Dan: You know, it’s funny. I keep telling my wife that I feel like I learn more about or understand more about history as I get older and have some of your own personal history to look back on, because when I see how improbable some of the moves and the strange timing is in my own life, I kind of extrapolate that out to some of the great figures in history that we read about or whatever, and start to realize, Oh, it was probably like this for most people. And I feel like I have a better understanding of how some of those things go because my life is a perfect example. If you went to school saying, I want to grow up and do what I do for a living right now, how could you have possibly studied that in the 1980’s when I was going to school?

So it’s interesting how timing lines up with where you happen to be at the moment. I was a radio broadcaster and somebody back in like 1995 had said, I want to put your radio show on the internet, and I didn’t even know what he was talking about back in 1995. But that started the whole thing of this convergence in my mind about you might be able to do the audio stuff and have people download it. And that meant that when podcasting or MP3s or any of the pre podcasting stuff first showed up, it was a right place, right time kind of moment. I was already in a space where I wasn’t learning how to use a microphone anymore. I was past that level, certainly. But at the same time I wasn’t. I had some friends who were really too old and established in radio to pivot like that.

It seemed like too much of a gamble for them. So I was just in that sweet spot where I could both be professional about it, but at the same time take advantage of something where the timing was just right. And I’m starting to look at other figures in history and think to myself, ah, I can see where Julius Caesar – not to compare myself to great figures – but you can see where these great figures a-ha, there’s a fork in the road in their life, and if they hadn’t made that left turn, where would they be now. I look at my life now all the time and look back on it and go, God, if I hadn’t made that left turn way back there, where would I be today?
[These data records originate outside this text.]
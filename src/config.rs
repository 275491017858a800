//! Backend configuration.
//!
//! A [`ClientConfig`] describes how to reach the API: which backend kind, which base
//! URL, which credential and, for Azure, which API version and deployment names. It is
//! built once and shared read-only by every request the client makes.

use crate::{Error, ErrorContext, Result};
use serde::{Deserialize, Serialize};
use std::collections::HashMap;
use std::env;
use std::path::Path;
use std::str::FromStr;
use std::time::Duration;

pub const OPENAI_API_URL_V1: &str = "https://api.openai.com/v1";
pub const DEFAULT_AZURE_API_VERSION: &str = "2023-05-15";
pub const DEFAULT_HTTP_TIMEOUT_SECS: u64 = 30;
pub const DEFAULT_POOL_IDLE_TIMEOUT_SECS: u64 = 90;

/// Backend kind the client talks to.
#[derive(Debug, Clone, Copy, Default, PartialEq, Eq, Hash, Serialize, Deserialize)]
#[serde(rename_all = "snake_case")]
pub enum ApiType {
    #[default]
    #[serde(rename = "openai", alias = "open_ai")]
    OpenAI,
    Azure,
    #[serde(rename = "azure_ad")]
    AzureAd,
    /// Azure-shaped paths relayed through a Cloudflare AI gateway.
    #[serde(rename = "cloudflare_azure")]
    CloudflareAzure,
}

impl ApiType {
    pub fn is_azure(self) -> bool {
        matches!(self, ApiType::Azure | ApiType::AzureAd)
    }

    pub fn as_str(self) -> &'static str {
        match self {
            ApiType::OpenAI => "openai",
            ApiType::Azure => "azure",
            ApiType::AzureAd => "azure_ad",
            ApiType::CloudflareAzure => "cloudflare_azure",
        }
    }
}

impl FromStr for ApiType {
    type Err = Error;

    fn from_str(s: &str) -> Result<Self> {
        match s.trim().to_ascii_lowercase().replace('-', "_").as_str() {
            "" | "openai" | "open_ai" => Ok(ApiType::OpenAI),
            "azure" => Ok(ApiType::Azure),
            "azure_ad" => Ok(ApiType::AzureAd),
            "cloudflare_azure" => Ok(ApiType::CloudflareAzure),
            other => Err(Error::configuration_with_context(
                "unknown api type",
                ErrorContext::new()
                    .with_field_path("api_type")
                    .with_details(other.to_string()),
            )),
        }
    }
}

impl std::fmt::Display for ApiType {
    fn fmt(&self, f: &mut std::fmt::Formatter<'_>) -> std::fmt::Result {
        f.write_str(self.as_str())
    }
}

/// Configuration shared by every request a client makes.
#[derive(Clone, Serialize, Deserialize)]
pub struct ClientConfig {
    #[serde(default)]
    pub auth_token: String,
    #[serde(default = "default_base_url")]
    pub base_url: String,
    #[serde(default, skip_serializing_if = "Option::is_none")]
    pub org_id: Option<String>,
    #[serde(default)]
    pub api_type: ApiType,
    #[serde(default)]
    pub api_version: String,
    /// Logical model name -> Azure deployment name.
    #[serde(default)]
    pub azure_model_mapper: HashMap<String, String>,
    #[serde(default = "default_timeout", with = "duration_secs")]
    pub http_timeout: Duration,
    /// How long an idle pooled connection is kept open.
    #[serde(default = "default_pool_idle_timeout", with = "duration_secs")]
    pub pool_idle_timeout: Duration,
    #[serde(default, skip_serializing_if = "Option::is_none")]
    pub proxy_url: Option<String>,
}

fn default_base_url() -> String {
    OPENAI_API_URL_V1.to_string()
}

fn default_timeout() -> Duration {
    Duration::from_secs(DEFAULT_HTTP_TIMEOUT_SECS)
}

fn default_pool_idle_timeout() -> Duration {
    Duration::from_secs(DEFAULT_POOL_IDLE_TIMEOUT_SECS)
}

mod duration_secs {
    use serde::{Deserialize, Deserializer, Serializer};
    use std::time::Duration;

    pub fn serialize<S: Serializer>(d: &Duration, s: S) -> Result<S::Ok, S::Error> {
        s.serialize_u64(d.as_secs())
    }

    pub fn deserialize<'de, D: Deserializer<'de>>(d: D) -> Result<Duration, D::Error> {
        Ok(Duration::from_secs(u64::deserialize(d)?))
    }
}

// The token never shows up in Debug output.
impl std::fmt::Debug for ClientConfig {
    fn fmt(&self, f: &mut std::fmt::Formatter<'_>) -> std::fmt::Result {
        f.debug_struct("ClientConfig")
            .field("auth_token", &if self.auth_token.is_empty() { "" } else { "***" })
            .field("base_url", &self.base_url)
            .field("org_id", &self.org_id)
            .field("api_type", &self.api_type)
            .field("api_version", &self.api_version)
            .field("azure_model_mapper", &self.azure_model_mapper)
            .field("http_timeout", &self.http_timeout)
            .field("pool_idle_timeout", &self.pool_idle_timeout)
            .field("proxy_url", &self.proxy_url)
            .finish()
    }
}

impl ClientConfig {
    /// Direct API configuration against the public endpoint.
    pub fn new(auth_token: impl Into<String>) -> Self {
        Self {
            auth_token: auth_token.into(),
            base_url: default_base_url(),
            org_id: None,
            api_type: ApiType::OpenAI,
            api_version: String::new(),
            azure_model_mapper: HashMap::new(),
            http_timeout: default_timeout(),
            pool_idle_timeout: default_pool_idle_timeout(),
            proxy_url: None,
        }
    }

    /// Azure configuration using an `api-key` credential.
    pub fn azure(api_key: impl Into<String>, base_url: impl Into<String>) -> Self {
        Self {
            base_url: base_url.into(),
            api_type: ApiType::Azure,
            api_version: DEFAULT_AZURE_API_VERSION.to_string(),
            ..Self::new(api_key)
        }
    }

    pub fn with_base_url(mut self, base_url: impl Into<String>) -> Self {
        self.base_url = base_url.into();
        self
    }

    pub fn with_api_type(mut self, api_type: ApiType) -> Self {
        self.api_type = api_type;
        self
    }

    pub fn with_api_version(mut self, version: impl Into<String>) -> Self {
        self.api_version = version.into();
        self
    }

    pub fn with_org_id(mut self, org_id: impl Into<String>) -> Self {
        let org_id = org_id.into();
        self.org_id = (!org_id.is_empty()).then_some(org_id);
        self
    }

    pub fn with_deployment(mut self, model: impl Into<String>, deployment: impl Into<String>) -> Self {
        self.azure_model_mapper.insert(model.into(), deployment.into());
        self
    }

    pub fn with_http_timeout(mut self, timeout: Duration) -> Self {
        self.http_timeout = timeout;
        self
    }

    pub fn with_pool_idle_timeout(mut self, timeout: Duration) -> Self {
        self.pool_idle_timeout = timeout;
        self
    }

    pub fn with_proxy_url(mut self, proxy_url: impl Into<String>) -> Self {
        self.proxy_url = Some(proxy_url.into());
        self
    }

    /// Deployment name for a logical model; falls back to the model name itself.
    pub fn deployment_for_model<'a>(&'a self, model: &'a str) -> &'a str {
        self.azure_model_mapper
            .get(model)
            .map(String::as_str)
            .unwrap_or(model)
    }

    /// API version for Azure-shaped backends, defaulted when left empty.
    pub fn effective_api_version(&self) -> &str {
        if self.api_version.is_empty() {
            DEFAULT_AZURE_API_VERSION
        } else {
            &self.api_version
        }
    }

    /// Build a configuration from `OPENAI_*` environment variables.
    ///
    /// - `OPENAI_API_KEY` (required)
    /// - `OPENAI_BASE_URL`, `OPENAI_API_TYPE`, `OPENAI_API_VERSION`, `OPENAI_ORG_ID`
    /// - `OPENAI_HTTP_TIMEOUT_SECS` (default 30), `OPENAI_HTTP_POOL_IDLE_TIMEOUT_SECS`
    ///   (default 90), `OPENAI_PROXY_URL`
    pub fn from_env() -> Result<Self> {
        Self::from_vars(|key| env::var(key).ok())
    }

    fn from_vars(var: impl Fn(&str) -> Option<String>) -> Result<Self> {
        let token = var("OPENAI_API_KEY").ok_or_else(|| {
            Error::configuration_with_context(
                "API key required",
                ErrorContext::new().with_field_path("OPENAI_API_KEY"),
            )
        })?;
        let api_type = match var("OPENAI_API_TYPE") {
            Some(s) => s.parse::<ApiType>()?,
            None => ApiType::OpenAI,
        };

        let mut config = match var("OPENAI_BASE_URL") {
            Some(base) if api_type != ApiType::OpenAI => ClientConfig::azure(token, base),
            Some(base) => ClientConfig::new(token).with_base_url(base),
            None => ClientConfig::new(token),
        }
        .with_api_type(api_type);

        if let Some(version) = var("OPENAI_API_VERSION") {
            config.api_version = version;
        }
        if let Some(org) = var("OPENAI_ORG_ID") {
            config = config.with_org_id(org);
        }
        if let Some(raw) = var("OPENAI_HTTP_TIMEOUT_SECS") {
            config.http_timeout = parse_secs("OPENAI_HTTP_TIMEOUT_SECS", &raw)?;
        }
        if let Some(raw) = var("OPENAI_HTTP_POOL_IDLE_TIMEOUT_SECS") {
            config.pool_idle_timeout = parse_secs("OPENAI_HTTP_POOL_IDLE_TIMEOUT_SECS", &raw)?;
        }
        if let Some(proxy) = var("OPENAI_PROXY_URL") {
            config.proxy_url = Some(proxy);
        }
        config.validate()?;
        Ok(config)
    }

    /// Parse a YAML configuration document. A missing token is taken from `OPENAI_API_KEY`.
    pub fn from_yaml_str(yaml: &str) -> Result<Self> {
        let mut config: ClientConfig = serde_yaml::from_str(yaml).map_err(|e| {
            Error::configuration_with_context(
                "invalid configuration document",
                ErrorContext::new().with_details(e.to_string()),
            )
        })?;
        if config.auth_token.is_empty() {
            config.auth_token = env::var("OPENAI_API_KEY").unwrap_or_default();
        }
        config.validate()?;
        Ok(config)
    }

    pub fn from_yaml_file(path: impl AsRef<Path>) -> Result<Self> {
        let path = path.as_ref();
        let raw = std::fs::read_to_string(path)?;
        Self::from_yaml_str(&raw).map_err(|e| match e {
            Error::Configuration { message, context } => Error::Configuration {
                message,
                context: context.with_source(path.display().to_string()),
            },
            other => other,
        })
    }

    fn validate(&self) -> Result<()> {
        if self.base_url.trim().is_empty() {
            return Err(Error::configuration_with_context(
                "base URL must not be empty",
                ErrorContext::new().with_field_path("base_url"),
            ));
        }
        Ok(())
    }
}

fn parse_secs(field: &str, raw: &str) -> Result<Duration> {
    raw.trim().parse::<u64>().map(Duration::from_secs).map_err(|e| {
        Error::configuration_with_context(
            format!("invalid number of seconds: {}", e),
            ErrorContext::new()
                .with_field_path(field)
                .with_details(raw.to_string()),
        )
    })
}
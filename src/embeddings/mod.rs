//! Embedding support.
//!
//! This module provides the embedding request/response types and the
//! [`Client::create_embeddings`](crate::Client::create_embeddings) call.

mod client;
mod types;

pub use client::EMBEDDINGS_SUFFIX;
pub use types::{Embedding, EmbeddingInput, EmbeddingRequest, EmbeddingResponse, EmbeddingUsage};
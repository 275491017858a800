//! Text completions (legacy endpoint).

mod client;
mod types;

pub use client::COMPLETIONS_SUFFIX;
pub use types::{CompletionChoice, CompletionRequest, CompletionResponse, Prompt};
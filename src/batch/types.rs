//! Batch job wire types.

use serde::{Deserialize, Serialize};
use std::collections::HashMap;

/// Endpoint a batch job (and each of its lines) targets.
#[derive(Debug, Clone, Copy, PartialEq, Eq, Hash, Serialize, Deserialize)]
pub enum BatchEndpoint {
    #[serde(rename = "/v1/chat/completions")]
    ChatCompletions,
    #[serde(rename = "/v1/completions")]
    Completions,
    #[serde(rename = "/v1/embeddings")]
    Embeddings,
}

impl BatchEndpoint {
    pub fn as_str(self) -> &'static str {
        match self {
            BatchEndpoint::ChatCompletions => "/v1/chat/completions",
            BatchEndpoint::Completions => "/v1/completions",
            BatchEndpoint::Embeddings => "/v1/embeddings",
        }
    }
}

impl std::fmt::Display for BatchEndpoint {
    fn fmt(&self, f: &mut std::fmt::Formatter<'_>) -> std::fmt::Result {
        f.write_str(self.as_str())
    }
}

pub const DEFAULT_COMPLETION_WINDOW: &str = "24h";

#[derive(Debug, Clone, PartialEq, Serialize, Deserialize)]
pub struct CreateBatchRequest {
    pub input_file_id: String,
    pub endpoint: BatchEndpoint,
    /// Defaults to `24h` when left empty.
    #[serde(default)]
    pub completion_window: String,
    #[serde(default, skip_serializing_if = "Option::is_none")]
    pub metadata: Option<HashMap<String, serde_json::Value>>,
}

impl CreateBatchRequest {
    pub fn new(input_file_id: impl Into<String>, endpoint: BatchEndpoint) -> Self {
        Self {
            input_file_id: input_file_id.into(),
            endpoint,
            completion_window: DEFAULT_COMPLETION_WINDOW.to_string(),
            metadata: None,
        }
    }
}

#[derive(Debug, Clone, Copy, Default, PartialEq, Eq, Serialize, Deserialize)]
pub struct BatchRequestCounts {
    #[serde(default)]
    pub total: u32,
    #[serde(default)]
    pub completed: u32,
    #[serde(default)]
    pub failed: u32,
}

#[derive(Debug, Clone, PartialEq, Serialize, Deserialize)]
pub struct BatchErrorItem {
    #[serde(default)]
    pub code: String,
    #[serde(default)]
    pub message: String,
    #[serde(default)]
    pub param: Option<String>,
    #[serde(default)]
    pub line: Option<u64>,
}

#[derive(Debug, Clone, PartialEq, Serialize, Deserialize)]
pub struct BatchErrors {
    #[serde(default)]
    pub object: String,
    #[serde(default)]
    pub data: Vec<BatchErrorItem>,
}

/// Batch job as reported by the API.
#[derive(Debug, Clone, Default, PartialEq, Serialize, Deserialize)]
pub struct Batch {
    pub id: String,
    #[serde(default)]
    pub object: String,
    /// Kept as text so endpoints newer than [`BatchEndpoint`] still decode.
    #[serde(default)]
    pub endpoint: String,
    #[serde(default)]
    pub errors: Option<BatchErrors>,
    #[serde(default)]
    pub input_file_id: String,
    #[serde(default)]
    pub completion_window: String,
    #[serde(default)]
    pub status: String,
    #[serde(default)]
    pub output_file_id: Option<String>,
    #[serde(default)]
    pub error_file_id: Option<String>,
    #[serde(default)]
    pub created_at: i64,
    #[serde(default)]
    pub in_progress_at: Option<i64>,
    #[serde(default)]
    pub expires_at: Option<i64>,
    #[serde(default)]
    pub finalizing_at: Option<i64>,
    #[serde(default)]
    pub completed_at: Option<i64>,
    #[serde(default)]
    pub failed_at: Option<i64>,
    #[serde(default)]
    pub expired_at: Option<i64>,
    #[serde(default)]
    pub cancelling_at: Option<i64>,
    #[serde(default)]
    pub cancelled_at: Option<i64>,
    #[serde(default)]
    pub request_counts: BatchRequestCounts,
    #[serde(default)]
    pub metadata: Option<HashMap<String, serde_json::Value>>,
}

impl Batch {
    /// `true` once the job can no longer change state.
    pub fn is_terminal(&self) -> bool {
        matches!(
            self.status.as_str(),
            "completed" | "failed" | "expired" | "cancelled"
        )
    }
}

#[derive(Debug, Clone, Default, PartialEq, Serialize, Deserialize)]
pub struct ListBatchResponse {
    #[serde(default)]
    pub object: String,
    #[serde(default)]
    pub data: Vec<Batch>,
    #[serde(default)]
    pub first_id: Option<String>,
    #[serde(default)]
    pub last_id: Option<String>,
    #[serde(default)]
    pub has_more: bool,
}
//! Credential headers per backend.

use crate::config::{ApiType, ClientConfig};
use crate::{Error, ErrorContext, Result};
use reqwest::header::{HeaderMap, HeaderName, HeaderValue, AUTHORIZATION};

/// Header carrying the raw key on Azure-shaped backends.
pub const AZURE_API_KEY_HEADER: &str = "api-key";
pub const ORGANIZATION_HEADER: &str = "OpenAI-Organization";

/// Stamp the credential header required by `config.api_type` onto `headers`.
///
/// Exactly one of `Authorization` / `api-key` is set; neither when no token is configured.
pub fn apply_auth(headers: &mut HeaderMap, config: &ClientConfig) -> Result<()> {
    if !config.auth_token.is_empty() {
        match config.api_type {
            ApiType::OpenAI | ApiType::AzureAd => {
                let value = header_value(&format!("Bearer {}", config.auth_token), "auth_token")?;
                headers.remove(HeaderName::from_static(AZURE_API_KEY_HEADER));
                headers.insert(AUTHORIZATION, value);
            }
            ApiType::Azure | ApiType::CloudflareAzure => {
                let value = header_value(&config.auth_token, "auth_token")?;
                headers.remove(AUTHORIZATION);
                headers.insert(HeaderName::from_static(AZURE_API_KEY_HEADER), value);
            }
        }
    }

    if config.api_type == ApiType::OpenAI {
        if let Some(org) = config.org_id.as_deref().filter(|o| !o.is_empty()) {
            headers.insert(
                HeaderName::from_static("openai-organization"),
                header_value(org, "org_id")?,
            );
        }
    }
    Ok(())
}

fn header_value(raw: &str, field: &str) -> Result<HeaderValue> {
    let mut value = HeaderValue::from_str(raw).map_err(|_| {
        Error::auth_with_context(
            "credential is not a valid header value",
            ErrorContext::new()
                .with_field_path(field)
                .with_source("auth"),
        )
    })?;
    value.set_sensitive(true);
    Ok(value)
}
Mat: Well, you mentioned technology and I think we live in a fascinating era and especially when you compare it to previous eras, and technology in some ways gets a bad reputation because of problems on the internet and Twitter and things like that. But one thing that I am very excited about is it does give everyone a voice and it’s wonderful now that if you have some knowledge and something to say about any topic – history or cooking or golf or anything at all that excites you, you can now have a platform that comes with good and bad things. But I mostly think it comes with very positive benefits. Do you perceive the modern era in that way?

Dan: You know, it’s funny because this actually ties into your last question. we were talking about timing and I was involved in what we were calling back in the late 90s, early 2000s, amateur content, and what you just said to me was almost my exact investor pitch where I was going out to these people saying, ah, you’re going to have all this amazing stuff online. You’re going to have a bazillion people. We were basically pitching things like YouTube or anything like that, and the answer that people had at the time was that no one was going to be interested in it because the quality was going to be so low. And what I had said to them was, it’s a line I use all the time, quantity has a quality on its own, and when there’s enough stuff out there, there’s going to be some stuff that’s really interesting and good.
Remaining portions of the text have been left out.